Task to carry out: Output the listing in full. Every line stays exactly as it is.

The input:
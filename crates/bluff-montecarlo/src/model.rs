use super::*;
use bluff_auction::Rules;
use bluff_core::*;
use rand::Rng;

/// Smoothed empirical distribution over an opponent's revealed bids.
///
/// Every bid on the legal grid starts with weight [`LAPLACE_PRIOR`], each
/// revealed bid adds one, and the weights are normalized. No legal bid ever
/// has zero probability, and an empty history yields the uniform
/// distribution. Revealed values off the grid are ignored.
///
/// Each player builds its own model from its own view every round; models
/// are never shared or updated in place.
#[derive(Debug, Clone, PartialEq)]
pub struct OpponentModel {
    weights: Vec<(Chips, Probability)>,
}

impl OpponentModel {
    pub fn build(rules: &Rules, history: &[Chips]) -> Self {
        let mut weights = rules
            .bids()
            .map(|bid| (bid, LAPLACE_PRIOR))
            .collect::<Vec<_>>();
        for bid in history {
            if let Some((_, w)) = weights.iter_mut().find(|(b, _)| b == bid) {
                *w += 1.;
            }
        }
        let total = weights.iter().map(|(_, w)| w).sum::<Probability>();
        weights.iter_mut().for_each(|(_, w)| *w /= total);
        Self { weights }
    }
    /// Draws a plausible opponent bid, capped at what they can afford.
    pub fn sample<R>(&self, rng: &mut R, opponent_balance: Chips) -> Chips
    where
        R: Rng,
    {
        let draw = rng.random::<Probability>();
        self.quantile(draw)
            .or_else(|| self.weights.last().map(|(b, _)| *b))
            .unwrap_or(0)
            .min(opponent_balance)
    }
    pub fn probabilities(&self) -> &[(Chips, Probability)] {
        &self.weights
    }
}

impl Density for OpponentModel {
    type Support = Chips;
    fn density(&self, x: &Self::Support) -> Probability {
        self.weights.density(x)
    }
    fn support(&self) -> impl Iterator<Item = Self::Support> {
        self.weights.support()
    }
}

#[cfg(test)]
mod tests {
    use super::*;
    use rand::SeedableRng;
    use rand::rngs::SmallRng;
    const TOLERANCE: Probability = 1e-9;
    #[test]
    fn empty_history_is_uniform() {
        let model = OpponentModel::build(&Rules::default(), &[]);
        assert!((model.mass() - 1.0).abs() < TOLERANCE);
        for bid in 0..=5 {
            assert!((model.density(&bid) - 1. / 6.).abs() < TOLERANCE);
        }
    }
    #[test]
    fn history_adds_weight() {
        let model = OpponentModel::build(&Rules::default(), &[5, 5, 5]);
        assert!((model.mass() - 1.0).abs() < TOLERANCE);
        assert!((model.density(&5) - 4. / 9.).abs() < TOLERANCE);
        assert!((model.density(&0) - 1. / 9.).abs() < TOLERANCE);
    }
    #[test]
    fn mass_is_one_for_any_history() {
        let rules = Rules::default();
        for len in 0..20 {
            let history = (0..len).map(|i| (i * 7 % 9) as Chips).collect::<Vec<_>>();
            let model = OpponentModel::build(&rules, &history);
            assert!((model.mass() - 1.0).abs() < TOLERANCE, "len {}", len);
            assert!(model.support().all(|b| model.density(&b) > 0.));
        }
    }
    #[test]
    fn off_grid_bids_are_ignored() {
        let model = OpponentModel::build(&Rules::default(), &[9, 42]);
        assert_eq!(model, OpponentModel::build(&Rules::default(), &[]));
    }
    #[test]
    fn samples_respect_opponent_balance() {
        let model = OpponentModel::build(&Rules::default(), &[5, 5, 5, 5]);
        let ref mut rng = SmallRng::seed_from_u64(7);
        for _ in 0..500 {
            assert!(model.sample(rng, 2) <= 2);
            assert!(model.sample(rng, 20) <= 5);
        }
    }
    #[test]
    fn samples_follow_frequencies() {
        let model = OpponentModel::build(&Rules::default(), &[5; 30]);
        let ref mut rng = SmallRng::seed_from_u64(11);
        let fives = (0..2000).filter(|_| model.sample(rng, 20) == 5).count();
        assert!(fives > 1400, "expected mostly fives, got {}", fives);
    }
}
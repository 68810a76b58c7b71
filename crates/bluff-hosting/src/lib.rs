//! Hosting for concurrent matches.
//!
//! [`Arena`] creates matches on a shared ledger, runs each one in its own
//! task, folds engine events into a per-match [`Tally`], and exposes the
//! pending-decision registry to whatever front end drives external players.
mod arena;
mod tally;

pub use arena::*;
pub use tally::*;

Written response:
filename crates/bluff-montecarlo/src/model.rs
use super::*;
use bluff_auction::Rules;
use bluff_core::*;
use rand::Rng;

/// Smoothed empirical distribution over an opponent's revealed bids.
///
/// Every bid on the legal grid starts with weight [`LAPLACE_PRIOR`], each
/// revealed bid adds one, and the weights are normalized. No legal bid ever
/// has zero probability, and an empty history yields the uniform
/// distribution. Revealed values off the grid are ignored.
///
/// Each player builds its own model from its own view every round; models
/// are never shared or updated in place.
#[derive(Debug, Clone, PartialEq)]
pub struct OpponentModel {
    weights: Vec<(Chips, Probability)>,
}

impl OpponentModel {
    pub fn build(rules: &Rules, history: &[Chips]) -> Self {
        let mut weights = rules
            .bids()
            .map(|bid| (bid, LAPLACE_PRIOR))
            .collect::<Vec<_>>();
        for bid in history {
            if let Some((_, w)) = weights.iter_mut().find(|(b, _)| b == bid) {
                *w += 1.;
            }
        }
        let total = weights.iter().map(|(_, w)| w).sum::<Probability>();
        weights.iter_mut().for_each(|(_, w)| *w /= total);
        Self { weights }
    }
    /// Draws a plausible opponent bid, capped at what they can afford.
    pub fn sample<R>(&self, rng: &mut R, opponent_balance: Chips) -> Chips
    where
        R: Rng,
    {
        let draw = rng.random::<Probability>();
        self.quantile(draw)
            .or_else(|| self.weights.last().map(|(b, _)| *b))
            .unwrap_or(0)
            .min(opponent_balance)
    }
    pub fn probabilities(&self) -> &[(Chips, Probability)] {
        &self.weights
    }
}

impl Density for OpponentModel {
    type Support = Chips;
    fn density(&self, x: &Self::Support) -> Probability {
        self.weights.density(x)
    }
    fn support(&self) -> impl Iterator<Item = Self::Support> {
        self.weights.support()
    }
}

#[cfg(test)]
mod tests {
    use super::*;
    use rand::SeedableRng;
    use rand::rngs::SmallRng;
    const TOLERANCE: Probability = 1e-9;
    #[test]
    fn empty_history_is_uniform() {
        let model = OpponentModel::build(&Rules::default(), &[]);
        assert!((model.mass() - 1.0).abs() < TOLERANCE);
        for bid in 0..=5 {
            assert!((model.density(&bid) - 1. / 6.).abs() < TOLERANCE);
        }
    }
    #[test]
    fn history_adds_weight() {
        let model = OpponentModel::build(&Rules::default(), &[5, 5, 5]);
        assert!((model.mass() - 1.0).abs() < TOLERANCE);
        assert!((model.density(&5) - 4. / 9.).abs() < TOLERANCE);
        assert!((model.density(&0) - 1. / 9.).abs() < TOLERANCE);
    }
    #[test]
    fn mass_is_one_for_any_history() {
        let rules = Rules::default();
        for len in 0..20 {
            let history = (0..len).map(|i| (i * 7 % 9) as Chips).collect::<Vec<_>>();
            let model = OpponentModel::build(&rules, &history);
            assert!((model.mass() - 1.0).abs() < TOLERANCE, "len {}", len);
            assert!(model.support().all(|b| model.density(&b) > 0.));
        }
    }
    #[test]
    fn off_grid_bids_are_ignored() {
        let model = OpponentModel::build(&Rules::default(), &[9, 42]);
        assert_eq!(model, OpponentModel::build(&Rules::default(), &[]));
    }
    #[test]
    fn samples_respect_opponent_balance() {
        let model = OpponentModel::build(&Rules::default(), &[5, 5, 5, 5]);
        let ref mut rng = SmallRng::seed_from_u64(7);
        for _ in 0..500 {
            assert!(model.sample(rng, 2) <= 2);
            assert!(model.sample(rng, 20) <= 5);
        }
    }
    #[test]
    fn samples_follow_frequencies() {
        let model = OpponentModel::build(&Rules::default(), &[5; 30]);
        let ref mut rng = SmallRng::seed_from_u64(11);
        let fives = (0..2000).filter(|_| model.sample(rng, 20) == 5).count();
        assert!(fives > 1400, "expected mostly fives, got {}", fives);
    }
}
repository 68810a76b58c7b71
filename crates/bluff-hosting/src/lib.rs
//! Hosting for concurrent matches.
//!
//! [`Arena`] creates matches on a shared ledger, runs each one in its own
//! task, folds engine events into a per-match [`Tally`], and exposes the
//! pending-decision registry to whatever front end drives external players.
mod arena;
mod tally;

pub use arena::*;
pub use tally::*;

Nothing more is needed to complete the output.